Collected data entries:
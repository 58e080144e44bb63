//! Core data models used throughout cdr-sync.
//!
//! These types represent the call records pulled from the telephony
//! provider, the CRM entities they are matched against, the call
//! engagement written back, and the per-run statistics.

use anyhow::{bail, Result};
use chrono::{DateTime, NaiveDateTime, Utc};
use serde::{Deserialize, Deserializer, Serialize};

/// One call-detail record as returned by the provider's `/cdrs` endpoint.
///
/// Read-only snapshot; never mutated after deserialization.
#[derive(Debug, Clone, Serialize, Deserialize, PartialEq)]
pub struct CallRecord {
    #[serde(rename = "call_uuid")]
    pub uuid: String,
    #[serde(rename = "caller_id_number", default)]
    pub caller_number: String,
    #[serde(default)]
    pub destination_number: String,
    #[serde(default)]
    pub start_stamp: String,
    #[serde(default)]
    pub duration: String,
    #[serde(default)]
    pub result: String,
    #[serde(default, deserialize_with = "string_or_scalar")]
    pub recording_present: String,
    #[serde(default, deserialize_with = "opt_string_or_scalar")]
    pub queue: Option<String>,
    #[serde(default, deserialize_with = "opt_string_or_scalar")]
    pub queue_wait_seconds: Option<String>,
    #[serde(default, skip_serializing_if = "Option::is_none")]
    pub direction: Option<String>,
    #[serde(default, skip_serializing_if = "Option::is_none")]
    pub caller_id_name: Option<String>,
    #[serde(default, skip_serializing_if = "Option::is_none")]
    pub destination_name: Option<String>,
    #[serde(
        default,
        deserialize_with = "opt_string_or_scalar",
        skip_serializing_if = "Option::is_none"
    )]
    pub talk_duration: Option<String>,
    #[serde(default, skip_serializing_if = "Option::is_none")]
    pub answer_stamp: Option<String>,
    #[serde(default, skip_serializing_if = "Option::is_none")]
    pub end_stamp: Option<String>,
}

impl CallRecord {
    /// Convenience constructor for the fields the sync pipeline reads.
    pub fn new(
        uuid: impl Into<String>,
        caller_number: impl Into<String>,
        destination_number: impl Into<String>,
        start_stamp: impl Into<String>,
        duration: impl Into<String>,
        result: impl Into<String>,
        recording_present: bool,
    ) -> Self {
        Self {
            uuid: uuid.into(),
            caller_number: caller_number.into(),
            destination_number: destination_number.into(),
            start_stamp: start_stamp.into(),
            duration: duration.into(),
            result: result.into(),
            recording_present: recording_present.to_string(),
            queue: None,
            queue_wait_seconds: None,
            direction: None,
            caller_id_name: None,
            destination_name: None,
            talk_duration: None,
            answer_stamp: None,
            end_stamp: None,
        }
    }

    /// The dialable destination: the first whitespace-separated token.
    ///
    /// `"1002 (905318865036)"` → `"1002"`.
    pub fn dialable_destination(&self) -> &str {
        first_token(&self.destination_number)
    }

    /// The dialable caller number, split the same way as the destination.
    pub fn dialable_caller(&self) -> &str {
        first_token(&self.caller_number)
    }

    pub fn has_recording(&self) -> bool {
        let v = self.recording_present.trim();
        v.eq_ignore_ascii_case("true") || v == "1"
    }

    /// Call duration in seconds, parsed from the `HH:MM:SS` text.
    pub fn duration_secs(&self) -> Result<u64> {
        match parse_duration(&self.duration) {
            Some(secs) => Ok(secs),
            None => bail!(
                "invalid duration '{}' for call {}",
                self.duration,
                self.uuid
            ),
        }
    }

    /// Call start as epoch milliseconds.
    pub fn start_timestamp_ms(&self) -> Result<i64> {
        match parse_start_stamp(&self.start_stamp) {
            Some(dt) => Ok(dt.timestamp_millis()),
            None => bail!(
                "invalid start time '{}' for call {}",
                self.start_stamp,
                self.uuid
            ),
        }
    }
}

fn first_token(s: &str) -> &str {
    s.split_whitespace().next().unwrap_or("")
}

/// Parse `HH:MM:SS`, `MM:SS`, or a bare number of seconds.
pub fn parse_duration(s: &str) -> Option<u64> {
    let parts: Vec<&str> = s.trim().split(':').collect();
    let nums: Option<Vec<u64>> = parts.iter().map(|p| p.trim().parse::<u64>().ok()).collect();
    let nums = nums?;
    match nums.as_slice() {
        [h, m, sec] => h
            .checked_mul(3600)?
            .checked_add(m.checked_mul(60)?)?
            .checked_add(*sec),
        [m, sec] => m.checked_mul(60)?.checked_add(*sec),
        [sec] => Some(*sec),
        _ => None,
    }
}

/// Parse the provider's start stamp.
///
/// Accepts `2024-11-05 11:34:51 +0300`, RFC 3339, and offset-less
/// `2024-11-05 11:34:51` (taken as UTC).
pub fn parse_start_stamp(s: &str) -> Option<DateTime<Utc>> {
    let s = s.trim();
    if let Ok(dt) = DateTime::parse_from_str(s, "%Y-%m-%d %H:%M:%S %z") {
        return Some(dt.with_timezone(&Utc));
    }
    if let Ok(dt) = DateTime::parse_from_rfc3339(s) {
        return Some(dt.with_timezone(&Utc));
    }
    let naive = s.strip_suffix(" UTC").unwrap_or(s);
    NaiveDateTime::parse_from_str(naive, "%Y-%m-%d %H:%M:%S")
        .ok()
        .map(|n| n.and_utc())
}

fn string_or_scalar<'de, D>(deserializer: D) -> std::result::Result<String, D::Error>
where
    D: Deserializer<'de>,
{
    Ok(opt_string_or_scalar(deserializer)?.unwrap_or_default())
}

// The provider sends some fields as strings in one API version and as
// numbers/booleans in another.
fn opt_string_or_scalar<'de, D>(deserializer: D) -> std::result::Result<Option<String>, D::Error>
where
    D: Deserializer<'de>,
{
    let value = Option::<serde_json::Value>::deserialize(deserializer)?;
    Ok(match value {
        None | Some(serde_json::Value::Null) => None,
        Some(serde_json::Value::String(s)) => Some(s),
        Some(other) => Some(other.to_string()),
    })
}

/// A CRM contact, as far as the sync engine reads it.
#[derive(Debug, Clone, Default, Serialize, PartialEq)]
pub struct Contact {
    pub id: String,
    pub first_name: Option<String>,
    pub last_name: Option<String>,
    pub phone: Option<String>,
    pub mobile_phone: Option<String>,
    pub company: Option<String>,
    /// First associated company, when read with association expansion.
    pub company_id: Option<String>,
}

impl Contact {
    /// `"first last"`, trimmed. Empty when the contact has no name parts.
    pub fn display_name(&self) -> String {
        format!(
            "{} {}",
            self.first_name.as_deref().unwrap_or(""),
            self.last_name.as_deref().unwrap_or("")
        )
        .trim()
        .to_string()
    }
}

/// A CRM company. Only ever resolved through a contact's association.
#[derive(Debug, Clone, Default, Serialize, PartialEq)]
pub struct Company {
    pub id: String,
    pub name: Option<String>,
}

/// CRM call status enumeration.
#[derive(Debug, Clone, Copy, PartialEq, Eq, Hash, Serialize, Deserialize)]
#[serde(rename_all = "SCREAMING_SNAKE_CASE")]
pub enum CallStatus {
    Completed,
    Busy,
    NoAnswer,
    Failed,
    Queued,
    Ringing,
    Hold,
    Canceled,
}

impl CallStatus {
    pub fn as_str(&self) -> &'static str {
        match self {
            CallStatus::Completed => "COMPLETED",
            CallStatus::Busy => "BUSY",
            CallStatus::NoAnswer => "NO_ANSWER",
            CallStatus::Failed => "FAILED",
            CallStatus::Queued => "QUEUED",
            CallStatus::Ringing => "RINGING",
            CallStatus::Hold => "HOLD",
            CallStatus::Canceled => "CANCELED",
        }
    }
}

#[derive(Debug, Clone, Copy, PartialEq, Eq, Serialize, Deserialize)]
#[serde(rename_all = "SCREAMING_SNAKE_CASE")]
pub enum CallDirection {
    Inbound,
    Outbound,
}

impl CallDirection {
    pub fn as_str(&self) -> &'static str {
        match self {
            CallDirection::Inbound => "INBOUND",
            CallDirection::Outbound => "OUTBOUND",
        }
    }
}

/// Properties of a call engagement to be created in the CRM.
#[derive(Debug, Clone, PartialEq)]
pub struct CallProperties {
    pub direction: CallDirection,
    pub duration_secs: u64,
    pub from_number: String,
    pub to_number: String,
    pub recording_url: String,
    pub status: CallStatus,
    pub title: String,
    pub timestamp_ms: i64,
    /// Notes text. Always carries the call UUID for later dedup lookups.
    pub body: String,
}

/// A call engagement as returned by a CRM search.
#[derive(Debug, Clone, PartialEq)]
pub struct CallObject {
    pub id: String,
    pub body: Option<String>,
}

/// CRM object types that take part in associations.
#[derive(Debug, Clone, Copy, PartialEq, Eq, Hash, PartialOrd, Ord)]
pub enum ObjectType {
    Calls,
    Contacts,
    Companies,
}

impl ObjectType {
    /// Path segment used by the CRM API.
    pub fn as_str(&self) -> &'static str {
        match self {
            ObjectType::Calls => "calls",
            ObjectType::Contacts => "contacts",
            ObjectType::Companies => "companies",
        }
    }
}

impl std::fmt::Display for ObjectType {
    fn fmt(&self, f: &mut std::fmt::Formatter<'_>) -> std::fmt::Result {
        f.write_str(self.as_str())
    }
}

/// The association kinds the sync engine creates.
#[derive(Debug, Clone, Copy, PartialEq, Eq)]
pub enum AssociationKind {
    CallToContact,
    CallToCompany,
}

impl AssociationKind {
    /// CRM-defined association type identifier.
    pub fn type_id(&self) -> u32 {
        match self {
            AssociationKind::CallToContact => 219,
            AssociationKind::CallToCompany => 220,
        }
    }

    pub fn from_type(&self) -> ObjectType {
        ObjectType::Calls
    }

    pub fn to_type(&self) -> ObjectType {
        match self {
            AssociationKind::CallToContact => ObjectType::Contacts,
            AssociationKind::CallToCompany => ObjectType::Companies,
        }
    }
}

/// One failed record inside a sync run.
#[derive(Debug, Clone, Serialize, PartialEq)]
pub struct SyncFailure {
    pub uuid: String,
    pub number: String,
    pub error: String,
    pub timestamp: DateTime<Utc>,
}

/// Aggregate statistics for one sync run.
///
/// Owned by the orchestrator for the duration of a run and handed to the
/// caller afterwards.
#[derive(Debug, Clone, Default, Serialize, PartialEq)]
pub struct SyncStats {
    pub total: u64,
    pub processed: u64,
    pub success: u64,
    pub skipped: u64,
    pub failed: u64,
    pub contact_matched: u64,
    pub company_matched: u64,
    pub errors: Vec<SyncFailure>,
}

impl SyncStats {
    /// Successful writes as a percentage of all fetched records.
    pub fn success_rate(&self) -> f64 {
        percentage(self.success, self.total)
    }

    /// Contact matches as a percentage of all fetched records.
    pub fn match_rate(&self) -> f64 {
        percentage(self.contact_matched, self.total)
    }
}

fn percentage(part: u64, total: u64) -> f64 {
    if total == 0 {
        0.0
    } else {
        part as f64 * 100.0 / total as f64
    }
}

Task statement =>
All lines of the entries containing the string "engagement" must be shown in full.

Task solution =>
//! engagement written back, and the per-run statistics.
/// Properties of a call engagement to be created in the CRM.
/// A call engagement as returned by a CRM search.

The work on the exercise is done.